Keyboardist Zia McCabe says the idea came from their manager, who'd run several successful campaigns through the site for other clients.
The campaign was supposed to go through March. But in January, it came to the band's attention that PledgeMusic was in monetary free fall.
Lats month, an article in Billboard reported the company was late paying out money to numerous artists, and that many were feeling "plundered and unsure of what recourse to take."
On Feb. 15, the Dandys posted a message on their website, saying they'd been informed that PledgeMusic did not have the money pledged to them and encouraging fans to contact their credit card companies to get refunded—or, in lieu of that, PledgeMusic's lawyer.
"They totally pulled a Fyre Fest, as far as I can tell," McCabe says.
According to Variety, PledgeMusic's troubles began last June but have recently "snowballed." "The company is in triage mode," the magazine reported, with many other artists, including L7, Fastball and American Idol runner-up David Archuleta, owed several thousand dollars.

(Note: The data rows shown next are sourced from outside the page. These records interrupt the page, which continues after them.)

pub mod audit;
pub mod collaborators;
pub mod config;
pub mod domain;
pub mod errors;
pub mod flows;
pub mod scoring;

pub use domain::dispatch::{DispatchKey, DispatchRecord, DispatchStats, DispatchStatus};
pub use domain::quotation::{MessageId, Quotation, QuotationId};
pub use domain::score::VendorScore;
pub use domain::session::{
    AccountId, ChatSession, ChatTurn, DraftFields, SessionId, SessionStatus, TemplateProposal,
    TurnRole,
};
pub use domain::template::{EmailTemplate, TemplateId};
pub use domain::vendor::{VendorAttributes, VendorContact, VendorId, VendorProfile};
pub use errors::{ApplicationError, DomainError, ErrorKind, InterfaceError};
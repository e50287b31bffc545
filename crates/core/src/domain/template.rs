use chrono::{DateTime, Utc};
use serde::{Deserialize, Serialize};
use uuid::Uuid;

use crate::domain::session::{AccountId, SessionId};
use crate::errors::DomainError;

#[derive(Clone, Debug, PartialEq, Eq, Hash, PartialOrd, Ord, Serialize, Deserialize)]
pub struct TemplateId(pub String);

impl TemplateId {
    pub fn generate() -> Self {
        Self(Uuid::new_v4().to_string())
    }
}

/// Finalized RFP email. Never mutated after creation.
#[derive(Clone, Debug, PartialEq, Eq, Serialize, Deserialize)]
pub struct EmailTemplate {
    pub id: TemplateId,
    pub session_id: SessionId,
    pub owner: AccountId,
    pub subject: String,
    pub body: String,
    pub generated_at: DateTime<Utc>,
}

impl EmailTemplate {
    /// Template finalization: rejects a blank subject or body, otherwise
    /// produces the immutable template for `session_id`.
    pub fn finalize(
        session_id: SessionId,
        owner: AccountId,
        subject: &str,
        body: &str,
        now: DateTime<Utc>,
    ) -> Result<Self, DomainError> {
        let subject = subject.trim();
        if subject.is_empty() {
            return Err(DomainError::Validation("template subject must not be empty".to_string()));
        }
        if body.trim().is_empty() {
            return Err(DomainError::Validation("template body must not be empty".to_string()));
        }

        Ok(Self {
            id: TemplateId::generate(),
            session_id,
            owner,
            subject: subject.to_string(),
            body: body.to_string(),
            generated_at: now,
        })
    }
}
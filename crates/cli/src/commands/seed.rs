use rust_decimal::Decimal;

use rfpdesk_core::domain::vendor::{VendorAttributes, VendorContact, VendorId, VendorProfile};
use rfpdesk_db::repositories::SqlVendorDirectory;

use crate::commands::runtime::{execute, migrated_pool};
use crate::commands::{CommandResult, Failure, EXIT_ACTION};

/// Upserts the demo vendor directory. Safe to run repeatedly.
pub fn run() -> CommandResult {
    execute("seed", |config| async move {
        let pool = migrated_pool(&config).await?;
        let directory = SqlVendorDirectory::new(pool.clone());
        let vendors = demo_vendors();

        let mut outcome = Ok(());
        for vendor in &vendors {
            if let Err(error) = directory.upsert(vendor).await {
                outcome = Err(("seed_execution", error.to_string(), EXIT_ACTION));
                break;
            }
        }
        if outcome.is_ok() {
            outcome = verify(&directory, &vendors).await;
        }
        pool.close().await;
        outcome?;

        let lines = vendors
            .iter()
            .map(|vendor| {
                format!(
                    "  - {}: {} <{}> rating {} on-time {}%",
                    vendor.id,
                    vendor.contact.name,
                    vendor.contact.email,
                    vendor.attributes.overall_rating,
                    vendor.attributes.on_time_delivery_rate
                )
            })
            .collect::<Vec<_>>();
        Ok(format!("demo vendor directory seeded with {} vendors:\n{}", vendors.len(), lines.join("\n")))
    })
}

async fn verify(
    directory: &SqlVendorDirectory,
    vendors: &[VendorProfile],
) -> Result<(), Failure> {
    let mut missing = Vec::new();
    for vendor in vendors {
        match directory.find(vendor.id).await {
            Ok(Some(stored)) if &stored == vendor => {}
            Ok(_) => missing.push(vendor.id.to_string()),
            Err(error) => return Err(("seed_verification", error.to_string(), EXIT_ACTION)),
        }
    }
    if missing.is_empty() {
        Ok(())
    } else {
        Err((
            "seed_verification",
            format!("seed verification failed for vendors: {}", missing.join(", ")),
            EXIT_ACTION,
        ))
    }
}

pub fn demo_vendors() -> Vec<VendorProfile> {
    let vendor = |id: i64, name: &str, slug: &str, rating: i64, on_time: i64, verified: [bool; 3]| {
        VendorProfile {
            id: VendorId(id),
            contact: VendorContact {
                name: name.to_string(),
                email: format!("sales@{slug}.example"),
                phone: Some(format!("+1-555-010{id}")),
                company: Some(name.to_string()),
                address: None,
            },
            attributes: VendorAttributes {
                email_verified: verified[0],
                phone_verified: verified[1],
                business_verified: verified[2],
                overall_rating: Decimal::new(rating, 1),
                on_time_delivery_rate: Decimal::new(on_time, 0),
            },
        }
    };

    vec![
        vendor(1, "Northwind Office Supply", "northwind", 46, 97, [true, true, true]),
        vendor(2, "Contoso Furnishings", "contoso", 42, 91, [true, true, false]),
        vendor(3, "Fabrikam Industrial", "fabrikam", 38, 84, [true, false, false]),
        vendor(4, "Tailspin Logistics", "tailspin", 31, 72, [false, false, false]),
        vendor(5, "Adventure Works Trading", "adventureworks", 44, 88, [true, true, true]),
    ]
}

In January, the company issued a statement acknowledging its financial issues and announcing plans were being made to bring its payments up-to-date within 90 days.
But McCabe says they've given up on ever getting paid what they're owed in order to get the merchandise out. The band recently sent emails to the 700 donors apologizing for the situation and giving information on how to get refunded.
"I sat through everybody's emails yesterdays and answered any questions, and got choked up over and over about how sweet our fans are and how understanding they were," McCabe says.
She adds that the group is currently brainstorming ways to make it up to their audience, potentially by creating their own pledging platform or offering exclusive downloads to those who gave to the aborted campaign.
PledgeMusic did not return a request for comment.